Jason where in CT are you? I'm in Lyme. What's an EPA plug?


----------



## CTFIRE (Feb 17, 2016)

I'm in trumbull. The epa plug is like the center plug -same material) goes in one side tube. Restricts flue gas to one side. Ahs sells them. I had problems with huffing and it seemed to help control burn. With respect to rear door, I don't open it. I used to clean all the time. I think one of the other guys talked me into it. Just fills up again. Figure I get the ashes in cyclone and by taking tubes couple times a week


----------



## redryder2006 (Feb 17, 2016)

Also where should my aqua stats be set? My operating limit on the rear of the boiler is set at 185. 

On top of the boiler my high limit is set around 190 and my low at 140. Should I turn the low limit up to say 160 to reduce idle time?


----------



## CTFIRE (Feb 17, 2016)

Do you have the electonic controls


----------



## Buzz Saw (Feb 17, 2016)

If you guys don't mind sharing what did you pay for your Wood Gun? Please send a PM if you don't want to broadcast to thr whole world what you spend. 
I've got a general idea of pricing for other boilers but no clue on a WG.  Thought asking you guys would be easier & quicker than talking to AHS.

 Thanks


----------



## redryder2006 (Feb 17, 2016)

Yes electric controls. Low water cut off and low temp shut down. Buzz I'll check my invoice and send u a pm later.


----------



## redryder2006 (Feb 17, 2016)

Okay gave the boiler a good cleaning and swept the chimney. I think what I'm seeing is just ash indicating I need to be cleaning the boiler and cyclone more often than I have been. I also unbolted the fan and the heat exchanger was nice and clean. I attached some photos of the flue before and after the soot eater was run through it. Obviously burning my conventional wood stove, I never had a fan that could force ash into the flue which explains why this is new to me.


----------



## redryder2006 (Feb 17, 2016)

Also here is a pic if of my splits. Based on my reading they are probably smaller than they should be.


----------



## CTFIRE (Feb 17, 2016)

That's woods too small and pretty for the wood gun. Big and chunky is what you want. I made that mistake early on. I don't split a log unless it's over 10-12 inch in diameter. I get alot of big logs so I split to 24 inch long (splitter limitation) with a square face of 6x8 inches. Having the blocks let's me pack it tighter in wg. Most of my wood is below 20%mc so I mix in splits from fall for overnight to balance the load. See these are 8 to 10 diam. Wg loves them


----------



## Buzz Saw (Feb 17, 2016)

CTFIRE said:


> That's woods too small and pretty for the wood gun.
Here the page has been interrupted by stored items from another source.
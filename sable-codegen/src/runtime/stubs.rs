use num_enum::{IntoPrimitive, TryFromPrimitive};

use sable_asm::{RuntimeId, StubId};

/// Shared code stubs emitted code jumps or calls into.
#[derive(Copy, Clone, PartialEq, Eq, Hash, Debug, TryFromPrimitive, IntoPrimitive)]
#[repr(u32)]
pub enum StubKind {
    OptimizeFunction,
    FixCallersTarget,
    Deoptimize,
    DeoptimizeLazy,
    CallStaticFunction,
    CallClosureNoSuchMethod,
    ZeroArgsUnoptimizedStaticCall,
    TwoArgsUnoptimizedStaticCall,
    OneArgCheckInlineCache,
    TwoArgsCheckInlineCache,
    OneArgOptimizedCheckInlineCache,
    TwoArgsOptimizedCheckInlineCache,
    CompileFunction,
    Subtype1TestCache,
    Subtype2TestCache,
    Subtype3TestCache,
    UnoptimizedIdenticalWithNumberCheck,
    OptimizedIdenticalWithNumberCheck,
}

impl StubKind {
    pub fn id(self) -> StubId {
        StubId(self.into())
    }

    pub fn from_id(id: StubId) -> Option<StubKind> {
        StubKind::try_from(id.0).ok()
    }

    pub fn unoptimized_static_call(num_args_tested: usize) -> StubKind {
        match num_args_tested {
            0 => StubKind::ZeroArgsUnoptimizedStaticCall,
            2 => StubKind::TwoArgsUnoptimizedStaticCall,
            _ => panic!("unsupported number of tested arguments {}", num_args_tested),
        }
    }

    pub fn check_inline_cache(num_args_tested: usize, optimized: bool) -> StubKind {
        match (num_args_tested, optimized) {
            (1, false) => StubKind::OneArgCheckInlineCache,
            (2, false) => StubKind::TwoArgsCheckInlineCache,
            (1, true) => StubKind::OneArgOptimizedCheckInlineCache,
            (2, true) => StubKind::TwoArgsOptimizedCheckInlineCache,
            _ => panic!("unsupported number of tested arguments {}", num_args_tested),
        }
    }
}

/// Runtime functions reached through the call-to-runtime trampoline.
#[derive(Copy, Clone, PartialEq, Eq, Hash, Debug, TryFromPrimitive, IntoPrimitive)]
#[repr(u32)]
pub enum RuntimeEntry {
    Instanceof,
    TypeCheck,
    BadTypeError,
    StackOverflow,
}

impl RuntimeEntry {
    pub fn id(self) -> RuntimeId {
        RuntimeId(self.into())
    }

    pub fn from_id(id: RuntimeId) -> Option<RuntimeEntry> {
        RuntimeEntry::try_from(id.0).ok()
    }

    pub fn argument_count(self) -> u32 {
        match self {
            // instance, type, instantiator, instantiator type args, cache
            RuntimeEntry::Instanceof => 5,
            // same plus destination name
            RuntimeEntry::TypeCheck => 6,
            // instance, type, destination name
            RuntimeEntry::BadTypeError => 3,
            RuntimeEntry::StackOverflow => 0,
        }
    }
}

#[cfg(test)]
mod tests {
    use super::*;

    #[test]
    fn test_stub_ids_round_trip() {
        let id = StubKind::Subtype3TestCache.id();
        assert_eq!(StubKind::from_id(id), Some(StubKind::Subtype3TestCache));
        assert_eq!(StubKind::from_id(StubId(10_000)), None);
        assert_eq!(
            RuntimeEntry::from_id(RuntimeEntry::TypeCheck.id()),
            Some(RuntimeEntry::TypeCheck)
        );
    }

    #[test]
    fn test_inline_cache_stub_selection() {
        assert_eq!(
            StubKind::check_inline_cache(2, true),
            StubKind::TwoArgsOptimizedCheckInlineCache
        );
        assert_eq!(
            StubKind::unoptimized_static_call(0),
            StubKind::ZeroArgsUnoptimizedStaticCall
        );
    }

    #[test]
    #[should_panic]
    fn test_three_tested_args_unsupported() {
        StubKind::check_inline_cache(3, false);
    }
}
Big and chunky is what you want. I made that mistake early on. I don't split a log unless it's over 10-12 inch in diameter. I get alot of big logs so I split to 24 inch long (splitter limitation) with a square face of 6x8 inches. Having the blocks let's me pack it tighter in wg. Most of my wood is below 20%mc so I mix in splits from fall for overnight to balance the load. See these are 8 to 10 diam. Wg loves them
> 
> 
> 
> ...


The ability to burn big stuff is what attracts me to the WG.  Do all models of the WG eat the big stuff?


----------



## CTFIRE (Feb 17, 2016)

Yeah. They aren't making the 100 anymore. I think the new one is a e155 and then they are redesigning the 140 and 180. I want to say the door opening in 18x18 and I once put a round that just fit through the door. Bigger is better


----------



## Buzz Saw (Feb 17, 2016)

Any clue what they are redesigning on the Wood guns?  I'm not very familiar with the machine, as I've never seen one in person.


----------



## CTFIRE (Feb 17, 2016)

Epa testing. They insulated the machine and then piped intake air directly to tubes. Where are you located?


----------



## Buzz Saw (Feb 17, 2016)

North central Ohio...Really close to nowhere.


----------



## redryder2006 (Feb 17, 2016)

Jason where do you have your high and low limit set?


----------



## muncybob (Feb 18, 2016)

redryder2006 said:


> Jason where do you have your high and low limit set?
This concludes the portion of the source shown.